If "tests" shows up in a line of the material, return that line.
======== Excerpted data ========
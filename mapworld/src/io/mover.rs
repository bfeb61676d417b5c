//! Mover abstraction for the agent that proposes moves.
//!
//! The [`Mover`] trait decouples the episode loop from whoever answers the
//! prompts: a person at the terminal, a model backend, or a scripted list of
//! responses in tests. Each call is synchronous; retries and timeouts belong to
//! the implementation.

use std::collections::VecDeque;
use std::io::{self, BufRead, Write};

use anyhow::{Context, Result, bail};
use tracing::debug;

use crate::io::prompt::PromptContext;

/// Source of free-text move responses.
pub trait Mover {
    /// Answer the prompt in `ctx` with a response such as `GO: north` or `DONE`.
    fn next_move(&mut self, ctx: &PromptContext) -> Result<String>;
}

/// Mover that replays predetermined responses and records the prompts it saw.
#[derive(Debug, Default)]
pub struct ScriptedMover {
    responses: VecDeque<String>,
    prompts: Vec<String>,
}

impl ScriptedMover {
    pub fn new<I, S>(responses: I) -> Self
    where
        I: IntoIterator<Item = S>,
        S: Into<String>,
    {
        Self {
            responses: responses.into_iter().map(Into::into).collect(),
            prompts: Vec::new(),
        }
    }

    /// Prompts received so far, in order.
    pub fn prompts(&self) -> &[String] {
        &self.prompts
    }

    pub fn remaining(&self) -> usize {
        self.responses.len()
    }
}

impl Mover for ScriptedMover {
    fn next_move(&mut self, ctx: &PromptContext) -> Result<String> {
        self.prompts.push(ctx.text.clone());
        match self.responses.pop_front() {
            Some(response) => Ok(response),
            None => bail!(
                "scripted mover ran out of responses in round {}",
                ctx.round
            ),
        }
    }
}

/// Mover that shows prompts on `output` and reads one line per turn from `input`.
pub struct HumanMover<R, W> {
    input: R,
    output: W,
}

impl HumanMover<io::StdinLock<'static>, io::Stdout> {
    pub fn stdio() -> Self {
        Self::new(io::stdin().lock(), io::stdout())
    }
}

impl<R: BufRead, W: Write> HumanMover<R, W> {
    pub fn new(input: R, output: W) -> Self {
        Self { input, output }
    }
}

impl<R: BufRead, W: Write> Mover for HumanMover<R, W> {
    fn next_move(&mut self, ctx: &PromptContext) -> Result<String> {
        writeln!(self.output, "{}", ctx.text.trim_end()).context("write prompt")?;
        write!(self.output, "> ").context("write prompt marker")?;
        self.output.flush().context("flush prompt")?;

        let mut line = String::new();
        let read = self.input.read_line(&mut line).context("read response")?;
        if read == 0 {
            bail!("input closed before the episode finished");
        }
        debug!(round = ctx.round, response = line.trim_end(), "human response");
        Ok(line.trim_end().to_string())
    }
}

#[cfg(test)]
mod tests {
    use super::*;
    use crate::core::game_master::PromptRequest;
    use crate::core::node::Node;

    fn ctx(text: &str) -> PromptContext {
        PromptContext {
            round: 0,
            position: Node::at(0, 0),
            room: "(0, 0)".to_string(),
            directions: Vec::new(),
            max_turns: 5,
            request: PromptRequest::default(),
            text: text.to_string(),
        }
    }

    #[test]
    fn scripted_mover_replays_and_records() {
        let mut mover = ScriptedMover::new(["GO: east", "DONE"]);
        assert_eq!(mover.next_move(&ctx("first")).expect("move"), "GO: east");
        assert_eq!(mover.next_move(&ctx("second")).expect("move"), "DONE");
        assert_eq!(mover.prompts(), ["first", "second"]);
        assert!(mover.next_move(&ctx("third")).is_err());
    }

    #[test]
    fn human_mover_reads_one_line_per_turn() {
        let input = io::Cursor::new("GO: north\nDONE\n");
        let mut output = Vec::new();
        {
            let mut mover = HumanMover::new(input, &mut output);
            assert_eq!(mover.next_move(&ctx("Where to?")).expect("move"), "GO: north");
            assert_eq!(mover.next_move(&ctx("And now?")).expect("move"), "DONE");
            assert!(mover.next_move(&ctx("Still there?")).is_err());
        }
        let shown = String::from_utf8(output).expect("utf8");
        assert!(shown.starts_with("Where to?\n> "));
    }
}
========
- **Reply**
//! responses in tests. Each call is synchronous; retries and timeouts belong to
mod tests {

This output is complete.